HPV Vaccine for Boys

Today, the American Academy of Pediatrics recommended that boys in the US be immunized against human papillomavirus (HPV) beginning at age 11-12, just as they had previously recommended for girls.  The recommendation is to use Gardasil, the vaccine produced by Merck.  It should cost about $360 per person for the 3-dose schedule, not including fees for clinic visits.

By protecting against infection with HPV types 16 and 18, which are associated with development of cervical, penile, and anal cancers (and have been reported in conjunction with some oral cancers), Gardasil is meant to be a cancer vaccine.

What does this mean for people in poor countries — where cervical and penile cancer are much more common than in the US, but the vaccine at American prices would be prohibitively expensive?  There are an estimated 500,000 new cases of cervical cancer worldwide, of which only about 12,000 (2.4%) are in the US.  Penile and oral cancer are even rarer here.
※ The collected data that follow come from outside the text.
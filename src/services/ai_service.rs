use anyhow::Context as _;
use async_trait::async_trait;
use reqwest::Client;
use serde_json::Value as JsonValue;
use std::time::Duration;

/// A text-generation capability: one prompt in, one text reply out.
#[cfg_attr(test, mockall::automock)]
#[async_trait]
pub trait TextGenerator: Send + Sync {
    async fn complete(&self, prompt: &str) -> anyhow::Result<String>;
}

/// OpenAI-compatible chat-completions client.
#[derive(Clone)]
pub struct AIService {
    client: Client,
    api_key: String,
    base_url: String,
    model: String,
}

impl AIService {
    pub fn new(api_key: String, base_url: String, model: String, client: Client) -> Self {
        Self {
            client,
            api_key,
            base_url: base_url.trim_end_matches('/').to_string(),
            model,
        }
    }

    fn build_payload(&self, prompt: &str) -> JsonValue {
        serde_json::json!({
            "model": self.model,
            "messages": [
                {"role": "system", "content": "You are an expert quiz generator. Follow the requested output format exactly."},
                {"role": "user", "content": prompt}
            ],
            "temperature": 0.4
        })
    }

    async fn chat_openai(&self, payload: JsonValue) -> anyhow::Result<String> {
        let res = self
            .client
            .post(format!("{}/chat/completions", self.base_url))
            .bearer_auth(&self.api_key)
            .json(&payload)
            .timeout(Duration::from_secs(120))
            .send()
            .await
            .context("completion request failed")?;

        if !res.status().is_success() {
            let status = res.status();
            let text = res.text().await.unwrap_or_default();
            return Err(anyhow::anyhow!("OpenAI API Error {}: {}", status, text));
        }

        let body: JsonValue = res.json().await.context("completion body is not JSON")?;
        extract_content(&body)
    }
}

#[async_trait]
impl TextGenerator for AIService {
    async fn complete(&self, prompt: &str) -> anyhow::Result<String> {
        tracing::debug!(model = %self.model, prompt_len = prompt.len(), "Sending completion request");
        let payload = self.build_payload(prompt);
        self.chat_openai(payload).await
    }
}

fn extract_content(body: &JsonValue) -> anyhow::Result<String> {
    body.get("choices")
        .and_then(|c| c.get(0))
        .and_then(|c| c.get("message"))
        .and_then(|m| m.get("content"))
        .and_then(|c| c.as_str())
        .map(|s| s.trim().to_string())
        .filter(|s| !s.is_empty())
        .ok_or_else(|| anyhow::anyhow!("Invalid OpenAI response format"))
}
So is Merck using the world burden of cancer as an excuse to sell vaccine that the people who need it — primarily women in poor countries — won’t be able to afford?

Merck has begun an initiative to make Gardasil available in the rest of the world.  They say they will donate 3 million doses of the vaccine (enough to immunize a million people — about 2 years’ worth of new infections) over the next 5 years.  Some of this will be done through the Global Vaccine Initiative, GAVI.

  1. Marina Erlikh said:

    A clinical trial of Gardasil had been conducted on healthy females ages 9-26 living in sub-Saharan Africa (Link: http://clinicaltrials.gov/ct2/show/NCT01245764). This suggests that Merck had some intention to sell or distribute (as part of a charitable initiative) Gardasil in this region of the world. After reviewing the details of the clinical trial, I do not see any obvious ethical concerns with the way it was conducted; it was a double-blind, randomized experiment. My questions revolve around Merck’s motive for conducting a Gardasil clinical trial in this region when they know that the vaccine,as it is currently priced, is cost-prohibitive to most Africans.

    According to a business wire Merck financial analysis, worldwide Gardasil sales in 2011 were $1.2 billion, an increase of 22 percent from 2010, largely due to the increased vaccination of males ages 9-26.(Link: http://www.businesswire.com/news/home/20120202005728/en/Merck-Announces-Full-Year-Fourth-Quarter-2011-Financial-Results).

    Do Merck’s exorbitant profits obligate them to increase access to cancer vaccines like Gardasil and support greater initiatives to deliver the vaccine to people in poor countries at little or no cost? Does conducting a clinical trial in sub-Saharan Africa (that helps the development of the vaccine) award those participants with free access to the vaccine?

  2. noakrawczyk said:

    I don’t really see the problem as being Merck using the world burden of cancer as an excuse to sell vaccines that poor people won’t be able to afford. It is not as if Merck is spreading the cancer just to profit off of it, even if it might be taking advantage of the fact that it can. Even if the burden of cervical cancer in the US is only minimal compared to other regions, it is still a problem and the vaccine could be beneficial in preventing further infection. I still think the problem really lies with the pricing of drugs and making the drugs affordable for people in different economies. If Merck really goes through with an initiative to make Gardasil available through donations I think it will make the expensive prices of the vaccine in the US more acceptable since it will somewhat be balancing the costs.